Kratas asintió mientras tragaba saliva.
—Sólo quedan siete cazas TIE capaces de funcionar en los hangares —dijo—. Perdimos a todos los demás.
—¡Siete! —gritó Daala—. Siete de... —Daala apretó los dientes y meneó la cabeza, haciendo que su cabellera oscilara como un infierno alrededor de su cara—. Sí —asintió con la cabeza mientras tragaba aire—. Continúe.

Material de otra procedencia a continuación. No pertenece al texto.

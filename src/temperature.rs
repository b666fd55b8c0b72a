//! Exact decimal temperatures.
//!
//! Every setpoint, threshold and measurement passes through [`Temperature`]. The
//! textual form written to storage is produced by `Display` only, and always
//! carries at least one fractional digit (`5` is written as `"5.0"`).

use core::fmt;
use rust_decimal::Decimal;
use std::error::Error;
use std::fmt::{Display, Formatter};
use std::ops::{Add, Sub};
use std::str::FromStr;

#[derive(Debug, Clone, PartialEq, Eq)]
pub enum TemperatureError {
    Empty,
    Malformed(String),
}

impl Display for TemperatureError {
    fn fmt(&self, f: &mut Formatter<'_>) -> fmt::Result {
        match self {
            TemperatureError::Empty => write!(f, "empty temperature value"),
            TemperatureError::Malformed(s) => write!(f, "malformed temperature value: {:?}", s),
        }
    }
}

impl Error for TemperatureError {}

/// Fixed-point temperature in degrees Celsius. Comparison is numeric, so
/// `5.0 == 5.00`.
#[derive(Debug, Clone, Copy, PartialEq, Eq, PartialOrd, Ord, Hash)]
pub struct Temperature(Decimal);

impl Temperature {
    /// Absolute difference between two temperatures.
    pub fn distance(&self, other: Temperature) -> Decimal {
        (self.0 - other.0).abs()
    }
}

impl FromStr for Temperature {
    type Err = TemperatureError;

    fn from_str(s: &str) -> Result<Self, Self::Err> {
        let trimmed = s.trim();
        if trimmed.is_empty() {
            return Err(TemperatureError::Empty);
        }

        let negative = trimmed.starts_with('-');
        let unsigned = trimmed.strip_prefix(['-', '+']).unwrap_or(trimmed);
        let (whole, fraction) = match unsigned.split_once('.') {
            Some((w, f)) => (w, Some(f)),
            None => (unsigned, None),
        };
        let is_digits = |part: &str| !part.is_empty() && part.bytes().all(|b| b.is_ascii_digit());
        if !is_digits(whole) || !fraction.is_none_or(is_digits) {
            return Err(TemperatureError::Malformed(trimmed.to_string()));
        }

        let value = Decimal::from_str(unsigned).map_err(|_| TemperatureError::Malformed(trimmed.to_string()))?;
        Ok(Temperature(if negative { -value } else { value }))
    }
}

impl Display for Temperature {
    fn fmt(&self, f: &mut Formatter<'_>) -> fmt::Result {
        if self.0.scale() == 0 {
            write!(f, "{}.0", self.0)
        } else {
            write!(f, "{}", self.0)
        }
    }
}

impl From<i32> for Temperature {
    fn from(value: i32) -> Self {
        Temperature(Decimal::from(value))
    }
}

impl From<Decimal> for Temperature {
    fn from(value: Decimal) -> Self {
        Temperature(value)
    }
}

impl Add<i32> for Temperature {
    type Output = Temperature;

    fn add(self, rhs: i32) -> Temperature {
        Temperature(self.0 + Decimal::from(rhs))
    }
}

impl Sub<i32> for Temperature {
    type Output = Temperature;

    fn sub(self, rhs: i32) -> Temperature {
        Temperature(self.0 - Decimal::from(rhs))
    }
}
//! Dashboard checks: what the container controllers currently hold.

use chrono::{DateTime, Utc};
use log::info;
use uuid::Uuid;

use super::runtime::{is_fresh, ProcessError, Runtime};
use crate::db::models::Check;
use crate::db::store::Store;
use crate::driver::DriverCheck;
use crate::temperature::Temperature;

/// Reads every dashboard row and stores it.
pub fn collect_all(rt: &mut Runtime) -> Result<Vec<Check>, ProcessError> {
    let rows = rt.driver.read_checks()?;
    save_driver_checks(rt.store, &rows)
}

pub fn save_driver_checks(store: &mut dyn Store, rows: &[DriverCheck]) -> Result<Vec<Check>, ProcessError> {
    let checks: Vec<Check> = rows
        .iter()
        .map(|r| Check {
            id: Uuid::new_v4().to_string(),
            container: r.name.clone(),
            timestamp: r.fetched_at,
            logged: r.logged.clone(),
            received: r.received.clone(),
            power: r.power.clone(),
            read_setpoint: r.setpoint.trim().to_string(),
        })
        .collect();
    let inserted = store.insert_checks(&checks)?;
    info!("Stored {} container check(s)", inserted);
    Ok(checks)
}

/// Checks of one container, newest first.
pub fn container_checks(store: &mut dyn Store, container: &str) -> Result<Vec<Check>, ProcessError> {
    Ok(store.container_checks(container)?)
}

/// Observed setpoint of the newest check, if that check is recent and shows one.
pub fn recent_setpoint(checks: &[Check], now: DateTime<Utc>, minutes: i64) -> Option<Temperature> {
    let newest = checks.iter().max_by_key(|c| c.timestamp)?;
    if !is_fresh(newest.timestamp, now, minutes) {
        return None;
    }
    newest.observed_setpoint()
}
//! Runtime configuration from the environment.
//! Adapter settings are only validated when the adapter is built.

use chrono_tz::Tz;
use std::str::FromStr;
use std::time::Duration;

use crate::db::store::ConnectRetry;
use crate::driver::dashboard::DashboardConfig;
use crate::driver::webdriver::WebDriverConfig;
use crate::measure::MeasureConfig;

pub const DEFAULT_WEBDRIVER_URL: &str = "http://localhost:9515";
pub const DEFAULT_TIMEZONE: Tz = chrono_tz::Europe::Berlin;

/// Tuning of the control loop.
#[derive(Debug, Clone, Copy, PartialEq)]
pub struct ControlPolicy {
    pub check_freshness_minutes: i64,
    pub control_freshness_minutes: i64,
    /// Portal interval (30 minutes) plus slack.
    pub reading_freshness_minutes: i64,
    /// Checks without a setpoint, or repeated identical controls, tolerated before a setting counts as stuck.
    pub setting_retry_limit: usize,
    pub cooling_delta: i32,
    pub timezone: Tz,
}

impl Default for ControlPolicy {
    fn default() -> Self {
        ControlPolicy {
            check_freshness_minutes: 60,
            control_freshness_minutes: 60,
            reading_freshness_minutes: 35,
            setting_retry_limit: 5,
            cooling_delta: 5,
            timezone: DEFAULT_TIMEZONE,
        }
    }
}

#[derive(Debug, Clone)]
pub struct Config {
    pub database_url: String,
    pub db_retry: ConnectRetry,
    /// Clear-text first key; events carry its SHA-256 hex digest.
    pub key_1: String,
    pub key_2: String,
    pub control_url: String,
    pub control_login: String,
    pub control_password: String,
    pub webdriver_url: String,
    pub chrome_binary: Option<String>,
    pub driver_wait: Duration,
    pub driver_dry_run: bool,
    pub table_read_retries: u32,
    pub measure_url: String,
    pub measure_login: String,
    pub measure_password: String,
    pub measure_login_field: String,
    pub measure_password_field: String,
    pub measure_max_pages: usize,
    pub policy: ControlPolicy,
}

fn required(name: &str) -> Result<String, String> {
    match std::env::var(name) {
        Ok(v) if !v.trim().is_empty() => Ok(v),
        _ => Err(format!("Missing required environment variable {}", name)),
    }
}

fn optional(name: &str) -> String {
    std::env::var(name).unwrap_or_default()
}

fn or_default(name: &str, default: &str) -> String {
    match std::env::var(name) {
        Ok(v) if !v.trim().is_empty() => v,
        _ => default.to_string(),
    }
}

fn parsed<T: FromStr>(name: &str, default: T) -> Result<T, String> {
    match std::env::var(name) {
        Ok(v) if !v.trim().is_empty() => v
            .trim()
            .parse::<T>()
            .map_err(|_| format!("{} has an invalid value: {:?}", name, v)),
        _ => Ok(default),
    }
}

pub fn parse_flag(value: &str) -> bool {
    matches!(value.trim(), "1" | "true" | "TRUE" | "True" | "yes")
}

impl Config {
    pub fn from_env() -> Result<Self, String> {
        let defaults = ControlPolicy::default();
        let timezone = match std::env::var("MEASURE_TIMEZONE") {
            Ok(v) if !v.trim().is_empty() => v
                .trim()
                .parse::<Tz>()
                .map_err(|_| format!("MEASURE_TIMEZONE is not a known time zone: {:?}", v))?,
            _ => defaults.timezone,
        };

        let policy = ControlPolicy {
            check_freshness_minutes: parsed("CHECK_FRESHNESS_MINUTES", defaults.check_freshness_minutes)?,
            control_freshness_minutes: parsed("CONTROL_FRESHNESS_MINUTES", defaults.control_freshness_minutes)?,
            reading_freshness_minutes: parsed("READING_FRESHNESS_MINUTES", defaults.reading_freshness_minutes)?,
            setting_retry_limit: parsed("SETTING_RETRY_LIMIT", defaults.setting_retry_limit)?,
            cooling_delta: parsed("COOLING_DELTA", defaults.cooling_delta)?,
            timezone,
        };
        if policy.setting_retry_limit == 0 {
            return Err("SETTING_RETRY_LIMIT must be at least 1".to_string());
        }

        Ok(Config {
            database_url: required("DATABASE_URL")?,
            db_retry: ConnectRetry {
                attempts: parsed("DB_CONNECT_RETRIES", 10u32)?.max(1),
                backoff: Duration::from_secs(parsed("DB_CONNECT_BACKOFF_SECS", 3u64)?),
            },
            key_1: required("KEY_1")?,
            key_2: required("KEY_2")?,
            control_url: optional("CONTROL_URL"),
            control_login: optional("CONTROL_LOGIN"),
            control_password: optional("CONTROL_PASSWORD"),
            webdriver_url: or_default("WEBDRIVER_URL", DEFAULT_WEBDRIVER_URL),
            chrome_binary: std::env::var("CHROME_BINARY").ok().filter(|s| !s.trim().is_empty()),
            driver_wait: Duration::from_secs(parsed("DRIVER_WAIT_SECS", 5u64)?),
            driver_dry_run: std::env::var("DRIVER_DRY_RUN").map(|v| parse_flag(&v)).unwrap_or(false),
            table_read_retries: parsed("TABLE_READ_RETRIES", 5u32)?,
            measure_url: optional("MEASURE_URL"),
            measure_login: optional("MEASURE_LOGIN"),
            measure_password: optional("MEASURE_PASSWORD"),
            measure_login_field: or_default("MEASURE_LOGIN_FIELD", "login"),
            measure_password_field: or_default("MEASURE_PASSWORD_FIELD", "password"),
            measure_max_pages: parsed("MEASURE_MAX_PAGES", 50usize)?.max(1),
            policy,
        })
    }

    pub fn dashboard(&self) -> DashboardConfig {
        DashboardConfig {
            url: self.control_url.clone(),
            login: self.control_login.clone(),
            password: self.control_password.clone(),
            webdriver: WebDriverConfig {
                endpoint: self.webdriver_url.clone(),
                chrome_binary: self.chrome_binary.clone(),
                wait: self.driver_wait,
            },
            table_retries: self.table_read_retries,
            dry_run: self.driver_dry_run,
        }
    }

    pub fn measure(&self) -> MeasureConfig {
        MeasureConfig {
            url: self.measure_url.clone(),
            login: self.measure_login.clone(),
            password: self.measure_password.clone(),
            login_field: self.measure_login_field.clone(),
            password_field: self.measure_password_field.clone(),
            max_pages: self.measure_max_pages,
        }
    }
}
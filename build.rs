use std::process::Command;

fn main() {
    // embedded with embed_migrations!, rebuild when they change
    println!("cargo:rerun-if-changed=migrations/");

    // git hash for the startup log line, referenced with env!()
    let output = Command::new("git").args(["describe", "--always", "--dirty"]).output();
    let git_hash = match output {
        Ok(o) if o.status.success() => String::from_utf8_lossy(&o.stdout).trim().to_string(),
        _ => "unknown".to_string(),
    };
    println!("cargo:rerun-if-changed=.git/HEAD");
    println!("cargo:rerun-if-changed=src/");
    println!("cargo:rustc-env=BUILD_TIME_GIT_HASH={git_hash}");
}
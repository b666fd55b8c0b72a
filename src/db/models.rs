//! Diesel row structs for the container-control tables.
//!
//! Reading, check and control rows are append-only. Tasks and settings are
//! created by other tools; this crate only rewrites their `status`.

use diesel::prelude::*;
use log::warn;
use rust_decimal::Decimal;
use serde::{Deserialize, Serialize};
use std::fmt::{self, Display, Formatter};

use crate::schema;
use crate::temperature::Temperature;

#[derive(Debug, Clone, Copy, PartialEq, Eq)]
pub enum TaskStatus {
    Running,
    Ended,
    Error,
    Cancelled,
}

impl TaskStatus {
    pub fn as_str(&self) -> &'static str {
        match self {
            TaskStatus::Running => "running",
            TaskStatus::Ended => "ended",
            TaskStatus::Error => "error",
            TaskStatus::Cancelled => "cancelled",
        }
    }

    pub fn parse(s: &str) -> Option<Self> {
        match s {
            "running" => Some(TaskStatus::Running),
            "ended" => Some(TaskStatus::Ended),
            "error" => Some(TaskStatus::Error),
            "cancelled" => Some(TaskStatus::Cancelled),
            _ => None,
        }
    }
}

impl Display for TaskStatus {
    fn fmt(&self, f: &mut Formatter<'_>) -> fmt::Result {
        f.write_str(self.as_str())
    }
}

#[derive(Debug, Clone, Copy, PartialEq, Eq)]
pub enum SettingStatus {
    Running,
    Ended,
    Cancelled,
}

impl SettingStatus {
    pub fn as_str(&self) -> &'static str {
        match self {
            SettingStatus::Running => "running",
            SettingStatus::Ended => "ended",
            SettingStatus::Cancelled => "cancelled",
        }
    }

    pub fn parse(s: &str) -> Option<Self> {
        match s {
            "running" => Some(SettingStatus::Running),
            "ended" => Some(SettingStatus::Ended),
            "cancelled" => Some(SettingStatus::Cancelled),
            _ => None,
        }
    }
}

impl Display for SettingStatus {
    fn fmt(&self, f: &mut Formatter<'_>) -> fmt::Result {
        f.write_str(self.as_str())
    }
}

#[derive(Debug, Clone, PartialEq, Queryable, Selectable, Insertable, Serialize, Deserialize)]
#[diesel(table_name = schema::containers)]
pub struct Container {
    pub name: String,
    pub label: String,
}

#[derive(Debug, Clone, PartialEq, Queryable, Selectable, Insertable, Serialize, Deserialize)]
#[diesel(table_name = schema::thermometers)]
pub struct Thermometer {
    pub device_id: String,
    pub device_group: String,
    pub device_name: String,
}

#[derive(Debug, Clone, PartialEq, Queryable, Selectable, Insertable)]
#[diesel(table_name = schema::container_thermometers)]
pub struct ContainerThermometer {
    pub container_id: String,
    pub thermometer_id: String,
}

#[derive(Debug, Clone, PartialEq, Queryable, Selectable, Insertable)]
#[diesel(table_name = schema::container_tasks)]
pub struct ContainerTask {
    pub task_id: String,
    pub container_id: String,
}

#[derive(Debug, Clone, PartialEq, Queryable, Selectable, Insertable)]
#[diesel(table_name = schema::container_sets)]
pub struct ContainerSet {
    pub set_id: String,
    pub container_id: String,
}

/// Raw thermometer reading as scraped; `temperature` and `read_time` keep the
/// portal's text (`"21.5°C"`, `"31/12/24 23:59:00"`).
#[derive(Debug, Clone, PartialEq, Queryable, Selectable, Insertable, Serialize, Deserialize)]
#[diesel(table_name = schema::readings)]
pub struct Reading {
    pub id: String,
    pub thermometer: String,
    pub temperature: String,
    pub read_time: String,
    pub db_time: i64,
}

#[derive(Debug, Clone, PartialEq, Queryable, Selectable, Insertable)]
#[diesel(table_name = schema::task_reads)]
pub struct TaskRead {
    pub task_id: String,
    pub read_id: String,
}

/// Controller state observed on the vendor dashboard.
#[derive(Debug, Clone, PartialEq, Queryable, Selectable, Insertable, Serialize, Deserialize)]
#[diesel(table_name = schema::container_checks)]
pub struct Check {
    pub id: String,
    pub container: String,
    pub timestamp: i64,
    pub logged: String,
    pub received: String,
    pub power: String,
    pub read_setpoint: String,
}

impl Check {
    pub fn has_setpoint(&self) -> bool {
        !self.read_setpoint.trim().is_empty()
    }

    /// The observed setpoint, `None` when the dashboard showed nothing usable.
    pub fn observed_setpoint(&self) -> Option<Temperature> {
        if !self.has_setpoint() {
            return None;
        }
        match self.read_setpoint.parse() {
            Ok(t) => Some(t),
            Err(e) => {
                warn!("Check {}: ignoring setpoint {:?}: {}", self.id, self.read_setpoint, e);
                None
            }
        }
    }
}

/// A setpoint this system commanded.
#[derive(Debug, Clone, PartialEq, Queryable, Selectable, Insertable, Serialize, Deserialize)]
#[diesel(table_name = schema::controls)]
pub struct Control {
    pub id: String,
    pub timestamp: i64,
    pub target_setpoint: String,
}

#[derive(Debug, Clone, PartialEq, Queryable, Selectable, Insertable)]
#[diesel(table_name = schema::task_controls)]
pub struct TaskControl {
    pub task_id: String,
    pub control_id: String,
}

#[derive(Debug, Clone, PartialEq, Queryable, Selectable, Insertable)]
#[diesel(table_name = schema::set_controls)]
pub struct SetControl {
    pub set_id: String,
    pub control_id: String,
}

#[derive(Debug, Clone, PartialEq, Queryable, Selectable, Insertable, Serialize, Deserialize)]
#[diesel(table_name = schema::tasks)]
pub struct Task {
    pub id: String,
    pub start: i64,
    pub duration: i64,
    pub t_start: Decimal,
    pub t_min: Decimal,
    pub t_max: Decimal,
    pub t_freeze: Decimal,
    pub status: String,
}

impl Task {
    pub fn status(&self) -> Option<TaskStatus> {
        TaskStatus::parse(&self.status)
    }
}

#[derive(Debug, Clone, PartialEq, Queryable, Selectable, Insertable, Serialize, Deserialize)]
#[diesel(table_name = schema::settings)]
pub struct Setting {
    pub id: String,
    pub status: String,
    pub temperature: Decimal,
    pub timestamp: i64,
}

impl Setting {
    pub fn status(&self) -> Option<SettingStatus> {
        SettingStatus::parse(&self.status)
    }
}
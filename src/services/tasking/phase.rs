use core::fmt;
use std::fmt::{Display, Formatter};

/// Stage of the thermal profile, by elapsed share of the task duration.
#[derive(Debug, Clone, Copy, PartialEq, Eq)]
pub enum Phase {
    /// Before the start time.
    Pending,
    /// [0, 1/8)
    Beginning,
    /// [1/8, 1/4)
    ConsiderCooling,
    /// [1/4, 3/4)
    ConsiderAdjusting,
    /// [3/4, 1)
    Adjusting,
    /// [1, 5/4]
    Finishing,
    /// Past 5/4.
    Overrun,
}

impl Display for Phase {
    fn fmt(&self, f: &mut Formatter<'_>) -> fmt::Result {
        let name = match self {
            Phase::Pending => "pending",
            Phase::Beginning => "beginning",
            Phase::ConsiderCooling => "consider cooling",
            Phase::ConsiderAdjusting => "consider adjusting",
            Phase::Adjusting => "adjusting",
            Phase::Finishing => "finishing",
            Phase::Overrun => "overrun",
        };
        f.write_str(name)
    }
}

/// Phase of a task that started at `start` and lasts `duration` seconds.
pub fn phase_at(start: i64, duration: i64, now: i64) -> Phase {
    let elapsed = i128::from(now) - i128::from(start);
    let duration = i128::from(duration);
    if elapsed < 0 {
        Phase::Pending
    } else if 8 * elapsed < duration {
        Phase::Beginning
    } else if 4 * elapsed < duration {
        Phase::ConsiderCooling
    } else if 4 * elapsed < 3 * duration {
        Phase::ConsiderAdjusting
    } else if elapsed < duration {
        Phase::Adjusting
    } else if 4 * elapsed <= 5 * duration {
        Phase::Finishing
    } else {
        Phase::Overrun
    }
}

#[cfg(test)]
mod tests {
    use super::*;

    #[test]
    fn every_fraction_maps_to_one_phase() {
        let duration = 1000;
        let cases = [
            (0, Phase::Beginning),
            (124, Phase::Beginning),
            (125, Phase::ConsiderCooling),
            (260, Phase::ConsiderAdjusting),
            (760, Phase::Adjusting),
            (1000, Phase::Finishing),
            (1240, Phase::Finishing),
            (1250, Phase::Finishing),
            (1260, Phase::Overrun),
        ];
        for (elapsed, expected) in cases {
            assert_eq!(phase_at(5_000, duration, 5_000 + elapsed), expected, "elapsed {elapsed}");
        }
    }

    #[test]
    fn boundaries_belong_to_the_later_phase() {
        assert_eq!(phase_at(0, 800, 100), Phase::ConsiderCooling);
        assert_eq!(phase_at(0, 800, 200), Phase::ConsiderAdjusting);
        assert_eq!(phase_at(0, 800, 600), Phase::Adjusting);
        assert_eq!(phase_at(0, 800, 799), Phase::Adjusting);
    }

    #[test]
    fn before_start_is_pending() {
        assert_eq!(phase_at(100, 1000, 99), Phase::Pending);
    }

    #[test]
    fn whole_timeline_is_covered_in_order() {
        let mut last = Phase::Pending;
        let order = |p: Phase| p as u8;
        for now in -10..1400 {
            let p = phase_at(0, 1000, now);
            assert!(order(p) >= order(last), "phase went back at {now}");
            last = p;
        }
        assert_eq!(last, Phase::Overrun);
    }
}
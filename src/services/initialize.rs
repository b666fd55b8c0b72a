//! Rebuilds the container and thermometer inventory from the live sources.

use log::info;
use rand::Rng;
use std::collections::HashSet;

use super::checking::save_driver_checks;
use super::runtime::{ProcessError, Runtime};
use crate::db::models::{Container, Thermometer};

const LABELS: &[&str] = &[
    "Marcin", "Klops", "Marchew", "Ziemia", "Ojczyzna", "Kazimierz", "Marta", "Fasola", "Orzeszek", "Rodzynek",
    "Skrzypce", "Kandelabr", "Basia", "Zofia", "Tango", "Rosja", "Ryba", "Manometr", "Fajans", "Inferencja",
    "Coulomb", "Skrzypłocze", "Gwint",
];

/// Human-friendly container labels, drawn at random without replacement.
#[derive(Debug, Clone)]
pub struct LabelPool {
    remaining: Vec<&'static str>,
}

impl Default for LabelPool {
    fn default() -> Self {
        LabelPool::new(LABELS)
    }
}

impl LabelPool {
    pub fn new(labels: &[&'static str]) -> Self {
        LabelPool {
            remaining: labels.to_vec(),
        }
    }

    /// Draws an unused label, or returns `fallback` once the pool is empty.
    pub fn draw(&mut self, rng: &mut impl Rng, fallback: &str) -> String {
        if self.remaining.is_empty() {
            return fallback.to_string();
        }
        let i = rng.random_range(0..self.remaining.len());
        self.remaining.swap_remove(i).to_string()
    }
}

/// Clears the scraped tables and repopulates containers, their checks and
/// thermometers. Tasks and settings are kept.
pub fn initialize(rt: &mut Runtime) -> Result<(), ProcessError> {
    info!("Clearing data tables");
    rt.store.clear_data_tables()?;

    let rows = rt.driver.read_checks()?;
    let mut labels = LabelPool::default();
    let mut rng = rand::rng();
    let containers: Vec<Container> = rows
        .iter()
        .map(|r| Container {
            name: r.name.clone(),
            label: labels.draw(&mut rng, &r.name),
        })
        .collect();
    let inserted = rt.store.insert_containers(&containers)?;
    info!("Inserted {} container(s)", inserted);
    save_driver_checks(rt.store, &rows)?;

    let mut seen = HashSet::new();
    let thermometers: Vec<Thermometer> = rt
        .thermometers
        .read_all()?
        .into_iter()
        .filter(|d| seen.insert(d.device_id.clone()))
        .map(|d| Thermometer {
            device_id: d.device_id,
            device_group: d.device_group,
            device_name: d.device_name,
        })
        .collect();
    let inserted = rt.store.insert_thermometers(&thermometers)?;
    info!("Inserted {} thermometer(s)", inserted);
    Ok(())
}

#[cfg(test)]
mod tests {
    use super::*;
    use crate::db::models::Task;
    use crate::testing::*;
    use rand::SeedableRng;
    use rand::rngs::StdRng;

    #[test]
    fn labels_are_unique_until_exhausted() {
        let mut rng = StdRng::seed_from_u64(7);
        let mut pool = LabelPool::new(&["a", "b", "c"]);
        let mut drawn: Vec<String> = (0..3).map(|i| pool.draw(&mut rng, &format!("C{}", i))).collect();
        drawn.sort();
        assert_eq!(drawn, vec!["a", "b", "c"]);
        assert_eq!(pool.draw(&mut rng, "C9"), "C9");
    }

    #[test]
    fn initialize_rebuilds_inventory_and_keeps_tasks() {
        let task = Task {
            id: "t1".into(),
            start: 0,
            duration: 1,
            t_start: 5.into(),
            t_min: 2.into(),
            t_max: 8.into(),
            t_freeze: (-18).into(),
            status: "running".into(),
        };
        let mut store = MemoryStore::with_task(task, "OLD");
        store.push_check("OLD", 1, "1.0");
        let driver = FakeDriver::new(vec![row("C1", "On", "5.0", 10), row("C2", "On", "", 10)]);
        let thermometers = FakeThermometers::with(vec![
            device_reading("dev-1", "1.0°C", "04/11/24 12:00:00"),
            device_reading("dev-2", "2.0°C", "04/11/24 12:00:00"),
            device_reading("dev-1", "1.5°C", "04/11/24 12:30:00"),
        ]);
        {
            let mut rt = runtime(&mut store, &driver, &thermometers, noon());
            initialize(&mut rt).unwrap();
        }

        assert_eq!(store.tasks.len(), 1);
        assert!(store.container_tasks.is_empty());
        let names: Vec<_> = store.containers.iter().map(|c| c.name.as_str()).collect();
        assert_eq!(names, vec!["C1", "C2"]);
        assert_ne!(store.containers[0].label, store.containers[1].label);
        assert!(store.containers.iter().all(|c| LABELS.contains(&c.label.as_str())));
        assert_eq!(store.checks.len(), 2);
        assert!(store.checks.iter().all(|c| c.container != "OLD"));
        let ids: Vec<_> = store.thermometers.iter().map(|t| t.device_id.as_str()).collect();
        assert_eq!(ids, vec!["dev-1", "dev-2"]);
    }
}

—No disponemos de los repuestos suficientes para reparar los sistemas de armamento externo dañados —dijo Kratas—. Nuestras baterías turboláser de estribor han quedado en muy mal estado, pero quizá consigamos reparar dos.
Daala intentó ser optimista.
—Eso podría bastar para defendernos si somos atacados —dijo—. Pero debemos esperar no encontrarnos en semejante situación, por supuesto... Bien, por el momento nos abstendremos de iniciar ninguna acción agresiva. ¿Lo ha entendido?
Kratas puso cara de alivio.
—Entendido, almirante. Podemos reparar la mayor parte de las brechas del casco y represurizar algunas cubiertas, aunque... —Vaciló, y sus gruesas cejas se unieron haciendo pensar en un gusano peludo gigante—. Pero la verdad es que no veo de qué puede servirnos el hacerlo —concluyó por fin—. No necesitamos esos niveles de alojamiento, y dadas las circunstancias repararlos casi agotaría los recursos disponibles. Nuestros equipos de reparaciones están trabajando sin parar, y sugiero que consagremos todos nuestros esfuerzos a recuperar los sistemas relacionados con las funciones de apoyo vital y los necesarios para seguir el rumbo.
Daala asintió lentamente.
—Vuelvo a estar de acuerdo con usted, comandante —dijo—. Es una decisión difícil, desde luego, pero debemos ser realistas. Hemos perdido esta batalla..., pero la guerra continúa. No buscaremos excusas a nuestro fracaso, y seguiremos esforzándonos al máximo por el bien del Imperio.